Deposits totaled $294.7 million at December 31, 2011, down $53.8 million, or 15%, from year-end 2010. During 2011, core deposits (NOW, demand, money market and passbook accounts) decreased by $12.1 million and represented 33% of total deposits at December 31, 2011, compared to 32% of total deposits at December 31, 2010. Our certificates of deposit (“CDs”) decreased by $41.7 million during 2011 and represented 67% of total deposits at December 31, 2011, compared to 68% of total deposits at December 31, 2010. The $41.7 million decrease in CDs was primarily due to maturities of $20.0 million of State of California CDs and a reduction of $9.0 million in brokered deposits. Brokered deposits represented 3% of total deposits at December 31, 2011, compared to 5% at December 31, 2010.
At December 31, 2011, borrowings consisted of advances from the FHLB of $83.0 million, junior subordinated debentures of $6.0 million and other borrowings of $5.0 million.

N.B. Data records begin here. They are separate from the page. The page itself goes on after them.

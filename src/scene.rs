use bevy::prelude::*;
use bevy_rapier2d::prelude::*;
use fixture_editor::{DialogOutcome, FixtureDialogClosed, FixtureEditorSet};
use fixture_model::{insert_fixture, ConvexShape, Fixture, FixtureError};

use crate::config::SandboxConfig;

/// Dynamic body new fixtures are attached to.
#[derive(Component, Debug, Default)]
pub struct SandboxBody;

#[derive(Component, Debug, Default)]
pub struct Ground;

/// Ground, body and the dialog result handling. Runs headless; rapier and
/// rendering are installed by [`SandboxPlugin`](crate::SandboxPlugin).
pub struct ScenePlugin;

impl Plugin for ScenePlugin {
    fn build(&self, app: &mut App) {
        app.add_systems(Startup, spawn_scene).add_systems(
            Update,
            (
                configure_gravity,
                apply_closed_dialogs.after(FixtureEditorSet::Apply),
            ),
        );
    }
}

fn configure_gravity(
    mut rapier: Query<&mut RapierConfiguration, Added<RapierConfiguration>>,
    cfg: Res<SandboxConfig>,
) {
    for mut rc in &mut rapier {
        rc.gravity = Vect::new(0.0, cfg.physics.gravity_y * cfg.physics.pixels_per_meter);
    }
}

/// The body's first fixture: the configured defaults around a circle.
pub fn initial_fixture(cfg: &SandboxConfig) -> Result<Fixture, FixtureError> {
    let shape = ConvexShape::circle(cfg.scene.body_radius)?;
    Ok(cfg.editor.defaults.draft().into_fixture(shape))
}

/// Spawns `fixture` as a collider child of `body`.
pub fn attach_fixture(
    commands: &mut Commands,
    body: Entity,
    fixture: &Fixture,
    pixels_per_meter: f32,
) -> Result<Entity, FixtureError> {
    let child = commands.spawn(Transform::default()).id();
    if let Err(e) = insert_fixture(&mut commands.entity(child), fixture, pixels_per_meter) {
        commands.entity(child).despawn();
        return Err(e);
    }
    commands.entity(body).add_child(child);
    Ok(child)
}

pub fn spawn_scene(mut commands: Commands, cfg: Res<SandboxConfig>) {
    let ppm = cfg.physics.pixels_per_meter;
    let half_thickness = 0.25 * ppm;
    commands.spawn((
        Ground,
        Name::new("Ground"),
        RigidBody::Fixed,
        Collider::cuboid(cfg.scene.ground_width * 0.5 * ppm, half_thickness),
        Transform::from_xyz(0.0, -half_thickness, 0.0),
    ));

    let body = commands
        .spawn((
            SandboxBody,
            Name::new("Body"),
            RigidBody::Dynamic,
            Transform::from_xyz(0.0, cfg.scene.body_height * ppm, 0.0),
        ))
        .id();
    match initial_fixture(&cfg).and_then(|f| attach_fixture(&mut commands, body, &f, ppm)) {
        Ok(child) => info!("spawned body {body:?} with fixture {child:?}"),
        Err(e) => warn!("body {body:?} spawned without a fixture: {e}"),
    }
}

/// Adds confirmed fixtures to their body and rewrites edited ones in place.
pub fn apply_closed_dialogs(
    mut commands: Commands,
    mut closed: EventReader<FixtureDialogClosed>,
    fixtures: Query<(), With<Fixture>>,
    cfg: Res<SandboxConfig>,
) {
    let ppm = cfg.physics.pixels_per_meter;
    for ev in closed.read() {
        match &ev.outcome {
            DialogOutcome::Added(fixture) => match attach_fixture(&mut commands, ev.target, fixture, ppm) {
                Ok(child) => info!(
                    "added {} fixture '{}' ({child:?}) to {:?}",
                    fixture.shape.kind_name(),
                    fixture.name,
                    ev.target
                ),
                Err(e) => warn!("could not add fixture '{}': {e}", fixture.name),
            },
            DialogOutcome::Edited(fixture) => {
                if fixtures.get(ev.target).is_err() {
                    warn!("edited fixture {:?} no longer exists", ev.target);
                    continue;
                }
                match insert_fixture(&mut commands.entity(ev.target), fixture, ppm) {
                    Ok(()) => info!("updated fixture '{}' ({:?})", fixture.name, ev.target),
                    Err(e) => warn!("could not update fixture {:?}: {e}", ev.target),
                }
            }
            DialogOutcome::Canceled => debug!("fixture dialog for {:?} canceled", ev.target),
        }
    }
}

During 2011, FHLB borrowings decreased by $4.0 million, primarily due to lower loan growth financing needs.
Stockholders' equity was $23.0 million, or 5% of the Company’s total assets, at December 31, 2011. At December 31, 2011, the Bank’s Total Risk-Based Capital ratio was 13.01%, its Tier 1 Risk-Based Capital ratio was 11.71%, and its Core Capital and Tangible Capital ratios were 8.38%.
As previously announced, the Company is currently pursuing a Recapitalization Plan to increase equity capital and reduce debt and senior securities, including a sale of common stock and exchanges of preferred stock for common stock at a discount to the liquidation amount, to further strengthen the Company’s capital ratios, and position the Bank for future growth.Asset Quality We recorded $112 thousand of provision for loan losses for the fourth quarter of 2011, compared to $1.8 million of provision for loan losses for the fourth quarter of 2010. The Company attributed the decrease in the provision for loan losses to credit quality improvement and shrinkage in our loan portfolio.